Douala, 20 février 2026 – Au monastère de Yassa, lieu-dit Centre Thermique, le supérieur général de la Communauté monastique Saint Benoît le Thaumaturge, Mgr André Jules Merlin Libam, a tenu une conférence de presse présentée comme une mise au point officielle. Objectif : clarifier la portée d’une vidéo devenue virale sur les réseaux sociaux, dans laquelle il évoquait la place des traditions africaines dans la vie chrétienne.
La séquence, largement relayée en ligne et visionnée par des millions d’internautes selon lui, avait suscité interrogations et réactions, y compris à l’international. Certains observateurs se sont interrogés sur une éventuelle rupture avec le magistère de l’Église ou sur une dérive vers des pratiques étrangères au christianisme.
Une démarche revendiquée comme fidèle à l’Église et centrée sur les saints africains
Dès l’ouverture de son propos, Mgr Libam a tenu à dissiper toute ambiguïté : sa communauté, affirme-t-il, appartient à l’Église orthodoxe, respecte le magistère et demeure en communion avec les Églises canoniques.
« Nous ne quittons pas l’Église », a-t-il insisté, rejetant toute idée de mouvement parallèle ou de contestation institutionnelle. Il présente sa démarche comme une réflexion spirituelle interne, visant à approfondir la compréhension de la sainteté dans le contexte africain.

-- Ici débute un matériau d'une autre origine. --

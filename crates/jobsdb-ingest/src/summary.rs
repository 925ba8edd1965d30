use jobsdb_core::{SourceQuery, UpsertOutcome};
use serde::Serialize;

/// How a run ended.
#[derive(Debug, Clone, Copy, PartialEq, Eq, Serialize)]
#[serde(rename_all = "snake_case")]
pub enum TerminalState {
    /// The walk finished and every record was stored.
    Completed,
    /// The walk finished (or stopped on a later page) with at least one
    /// record or page lost.
    PartiallyFailed,
    /// Nothing more could be done: first page failed, the page ceiling was
    /// hit, or the store connection was lost.
    Fatal,
    /// A cancellation signal was observed between pages.
    Cancelled,
}

impl std::fmt::Display for TerminalState {
    fn fmt(&self, f: &mut std::fmt::Formatter<'_>) -> std::fmt::Result {
        match self {
            TerminalState::Completed => write!(f, "completed"),
            TerminalState::PartiallyFailed => write!(f, "partially_failed"),
            TerminalState::Fatal => write!(f, "fatal"),
            TerminalState::Cancelled => write!(f, "cancelled"),
        }
    }
}

#[derive(Debug, Clone, Copy, PartialEq, Eq, Serialize)]
#[serde(rename_all = "snake_case")]
pub enum FailureKind {
    Normalization,
    Storage,
}

/// One record-level failure kept for the report.
#[derive(Debug, Clone, PartialEq, Eq, Serialize)]
pub struct ErrorSample {
    pub page: usize,
    /// 0-based position of the record within its page.
    pub index: usize,
    /// `None` when the record failed before an id could be read.
    pub record_id: Option<String>,
    pub kind: FailureKind,
    pub message: String,
}

impl std::fmt::Display for ErrorSample {
    fn fmt(&self, f: &mut std::fmt::Formatter<'_>) -> std::fmt::Result {
        write!(f, "page {} record {}", self.page, self.index)?;
        if let Some(id) = &self.record_id {
            write!(f, " (id {id})")?;
        }
        write!(f, ": {}", self.message)
    }
}

#[derive(Debug, Clone, PartialEq, Eq, Serialize)]
pub struct RunSummary {
    pub query: SourceQuery,
    pub pages_fetched: usize,
    pub records_seen: u64,
    /// Successful upserts: inserted + updated + unchanged.
    pub records_stored: u64,
    pub records_failed: u64,
    pub records_inserted: u64,
    pub records_updated: u64,
    pub records_unchanged: u64,
    pub terminal_state: TerminalState,
    /// The first few record-level failures, in the order they happened.
    pub error_samples: Vec<ErrorSample>,
    /// The run-level error that ended the walk, if any.
    pub error: Option<String>,
}

impl RunSummary {
    pub(crate) fn new(query: SourceQuery) -> Self {
        Self {
            query,
            pages_fetched: 0,
            records_seen: 0,
            records_stored: 0,
            records_failed: 0,
            records_inserted: 0,
            records_updated: 0,
            records_unchanged: 0,
            terminal_state: TerminalState::Completed,
            error_samples: Vec::new(),
            error: None,
        }
    }

    pub(crate) fn record_stored(&mut self, outcome: UpsertOutcome) {
        self.records_stored += 1;
        match outcome {
            UpsertOutcome::Inserted => self.records_inserted += 1,
            UpsertOutcome::Updated => self.records_updated += 1,
            UpsertOutcome::Unchanged => self.records_unchanged += 1,
        }
    }

    pub(crate) fn record_failed(&mut self, sample: ErrorSample, sample_limit: usize) {
        self.records_failed += 1;
        if self.error_samples.len() < sample_limit {
            self.error_samples.push(sample);
        }
    }

    /// Picks the end state for a walk that reached its natural end.
    pub(crate) fn finish_natural(&mut self) {
        self.terminal_state = if self.records_failed > 0 {
            TerminalState::PartiallyFailed
        } else {
            TerminalState::Completed
        };
    }

    pub(crate) fn finish_with(&mut self, state: TerminalState, error: Option<String>) {
        self.terminal_state = state;
        self.error = error;
    }
}
//! Cursor walk over the paginated search results.
//!
//! A [`CursorWalker`] is created per run and yields pages lazily through
//! [`CursorWalker::next_page`] (or [`CursorWalker::into_stream`]). The walk ends
//! when any of these holds:
//!
//! - the envelope carries no `nextUrl`,
//! - the documents received so far reach the `count` the API reported,
//! - a page arrives with no records.
//!
//! The server's `lastDocument` is never used as a stop condition; a server
//! that never advances it would otherwise keep the walk alive forever. The
//! `max_pages` ceiling bounds the walk regardless of what the server sends.

use std::time::Duration;

use futures::stream::{self, Stream};
use jobsdb_core::SourceQuery;

use crate::client::DiceClient;
use crate::error::{FetchError, WalkError};
use crate::retry::{retry_with_backoff, RetryPolicy};

pub const DEFAULT_MAX_PAGES: usize = 10_000;

#[derive(Debug, Clone, Copy, PartialEq, Eq)]
pub struct WalkOptions {
    /// Hard ceiling on pages fetched in one walk.
    pub max_pages: usize,
    /// Applied to every page after the first.
    pub retry: RetryPolicy,
    /// Politeness delay before every page after the first.
    pub inter_page_delay_ms: u64,
}

impl Default for WalkOptions {
    fn default() -> Self {
        Self {
            max_pages: DEFAULT_MAX_PAGES,
            retry: RetryPolicy::default(),
            inter_page_delay_ms: 0,
        }
    }
}

/// Pagination state carried between page fetches.
#[derive(Debug, Clone, Default, PartialEq, Eq)]
pub struct PageCursor {
    /// URL of the next page to fetch, as received (possibly relative).
    pub next_url: Option<String>,
    /// `count` from the most recent envelope.
    pub total_count: u64,
    pub documents_seen: u64,
    pub pages_fetched: usize,
}

/// One fetched page of raw records.
#[derive(Debug, Clone)]
pub struct Page {
    /// 1-based page number within the walk.
    pub number: usize,
    pub records: Vec<serde_json::Value>,
}

pub struct CursorWalker<'a> {
    client: &'a DiceClient,
    options: WalkOptions,
    cursor: PageCursor,
    finished: bool,
}

impl<'a> CursorWalker<'a> {
    #[must_use]
    pub fn new(client: &'a DiceClient, query: &SourceQuery, options: WalkOptions) -> Self {
        let first = client.first_page_url(query).to_string();
        Self {
            client,
            options,
            cursor: PageCursor {
                next_url: Some(first),
                ..PageCursor::default()
            },
            finished: false,
        }
    }

    #[must_use]
    pub fn cursor(&self) -> &PageCursor {
        &self.cursor
    }

    #[must_use]
    pub fn is_finished(&self) -> bool {
        self.finished
    }

    /// Fetches the next page, or returns `Ok(None)` once the walk is over.
    ///
    /// After any error the walker is finished and further calls return
    /// `Ok(None)`.
    ///
    /// # Errors
    ///
    /// - [`WalkError::FirstPage`] if the first request fails (never retried).
    /// - [`WalkError::PartialIngestion`] if a later page still fails after
    ///   retries, or fails with a non-retriable error.
    /// - [`WalkError::PageLimit`] if another page is needed beyond `max_pages`.
    pub async fn next_page(&mut self) -> Result<Option<Page>, WalkError> {
        if self.finished {
            return Ok(None);
        }
        let Some(next_url) = self.cursor.next_url.clone() else {
            self.finished = true;
            return Ok(None);
        };

        if self.cursor.pages_fetched >= self.options.max_pages {
            self.finished = true;
            tracing::error!(
                max_pages = self.options.max_pages,
                documents_seen = self.cursor.documents_seen,
                "pagination ceiling reached with pages still pending"
            );
            return Err(WalkError::PageLimit {
                max_pages: self.options.max_pages,
            });
        }

        let number = self.cursor.pages_fetched + 1;
        let fetched = if number == 1 {
            self.fetch_once(&next_url)
                .await
                .map_err(WalkError::FirstPage)
        } else {
            if self.options.inter_page_delay_ms > 0 {
                tokio::time::sleep(Duration::from_millis(self.options.inter_page_delay_ms)).await;
            }
            self.fetch_with_retry(&next_url)
                .await
                .map_err(|source| WalkError::PartialIngestion {
                    page: number,
                    records_delivered: self.cursor.documents_seen,
                    source,
                })
        };

        let envelope = match fetched {
            Ok(envelope) => envelope,
            Err(err) => {
                self.finished = true;
                return Err(err);
            }
        };

        let received = u64::try_from(envelope.result_item_list.len()).unwrap_or(u64::MAX);
        self.cursor.pages_fetched = number;
        self.cursor.documents_seen = self.cursor.documents_seen.saturating_add(received);
        self.cursor.total_count = envelope.count;

        let exhausted = received == 0 || self.cursor.documents_seen >= self.cursor.total_count;
        self.cursor.next_url = if exhausted {
            None
        } else {
            envelope.next_url().map(str::to_owned)
        };

        tracing::debug!(
            page = number,
            received,
            documents_seen = self.cursor.documents_seen,
            total_count = self.cursor.total_count,
            last_document = envelope.last_document,
            has_next = self.cursor.next_url.is_some(),
            "fetched page"
        );

        Ok(Some(Page {
            number,
            records: envelope.result_item_list,
        }))
    }

    /// The same page sequence as a `Stream`; ends after the first error.
    pub fn into_stream(self) -> impl Stream<Item = Result<Page, WalkError>> + 'a {
        stream::unfold(self, |mut walker| async move {
            match walker.next_page().await {
                Ok(Some(page)) => Some((Ok(page), walker)),
                Ok(None) => None,
                Err(err) => Some((Err(err), walker)),
            }
        })
    }

    async fn fetch_once(&self, raw_url: &str) -> Result<crate::types::Envelope, FetchError> {
        let url = self.client.resolve(raw_url)?;
        self.client.fetch_page(&url).await
    }

    async fn fetch_with_retry(&self, raw_url: &str) -> Result<crate::types::Envelope, FetchError> {
        let url = self.client.resolve(raw_url)?;
        let client = self.client;
        let url = &url;
        retry_with_backoff(self.options.retry, || client.fetch_page(url)).await
    }
}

Le supérieur général, qui précise encadrer des moines présents dans plusieurs pays, rappelle que la vie monastique constitue, selon lui, une dimension ancienne et centrale de la tradition chrétienne. Il décrit le monachisme comme une vie consacrée à la prière, à la liturgie et au service exclusif du Christ.
Au cœur de son intervention : la question de la reconnaissance des figures spirituelles africaines.
Mgr Libam explique ne pas appeler à des rites coutumiers liés aux crânes, aux tombes ou à des pratiques traditionnelles. Il précise que son propos concerne exclusivement des hommes et des femmes ayant servi Dieu, manifesté des vertus chrétiennes et marqué leur communauté par leur foi.
Selon lui, ces figures ne doivent pas être assimilées à des « fantômes » ou à des croyances parallèles, mais considérées comme des témoins de la foi chrétienne. Il évoque la possibilité pour les fidèles d’invoquer ces personnes dans la prière, à l’image des saints reconnus dans l’Église universelle. « Nous n’attendons pas toujours que Rome se prononce pour honorer ceux qui ont servi le Christ », déclare-t-il, tout en affirmant agir dans le respect des traditions ecclésiales.
Une vision spirituelle du développement portée par des témoignages
Le religieux inscrit également son initiative dans une perspective plus large. Il estime que le développement, notamment en Afrique, commence par une transformation spirituelle. Selon lui, la redécouverte des figures chrétiennes locales pourrait contribuer à un éveil des consciences et à une forme de réappropriation identitaire compatible avec la foi chrétienne. Il annonce par ailleurs la mise en place d’orientations spirituelles, de cellules de prière et de supports de formation au sein de sa communauté pour encadrer cette démarche.
Au cours de la conférence, Mgr Libam a partagé une expérience personnelle liée à l’invocation du Père Merlin Tebga, qu’il considère comme une figure spirituelle marquante. Il relate avoir prié ce dernier lors d’un épisode de maladie et affirme avoir reçu, à travers un songe, un soutien spirituel qui aurait accompagné sa guérison. Il indique que d’autres fidèles auraient également livré des témoignages similaires.
Cette conférence de presse se présente ainsi comme une réponse structurée à la controverse née de la vidéo virale. Mgr Libam y défend une démarche qu’il décrit comme spirituelle, non conflictuelle et fidèle à l’Église, tout en appelant à une reconnaissance des figures chrétiennes africaines au sein de la pratique dévotionnelle. Le débat, relancé par cette prise de parole publique, pourrait désormais se poursuivre au sein des instances ecclésiales et parmi les fidèles.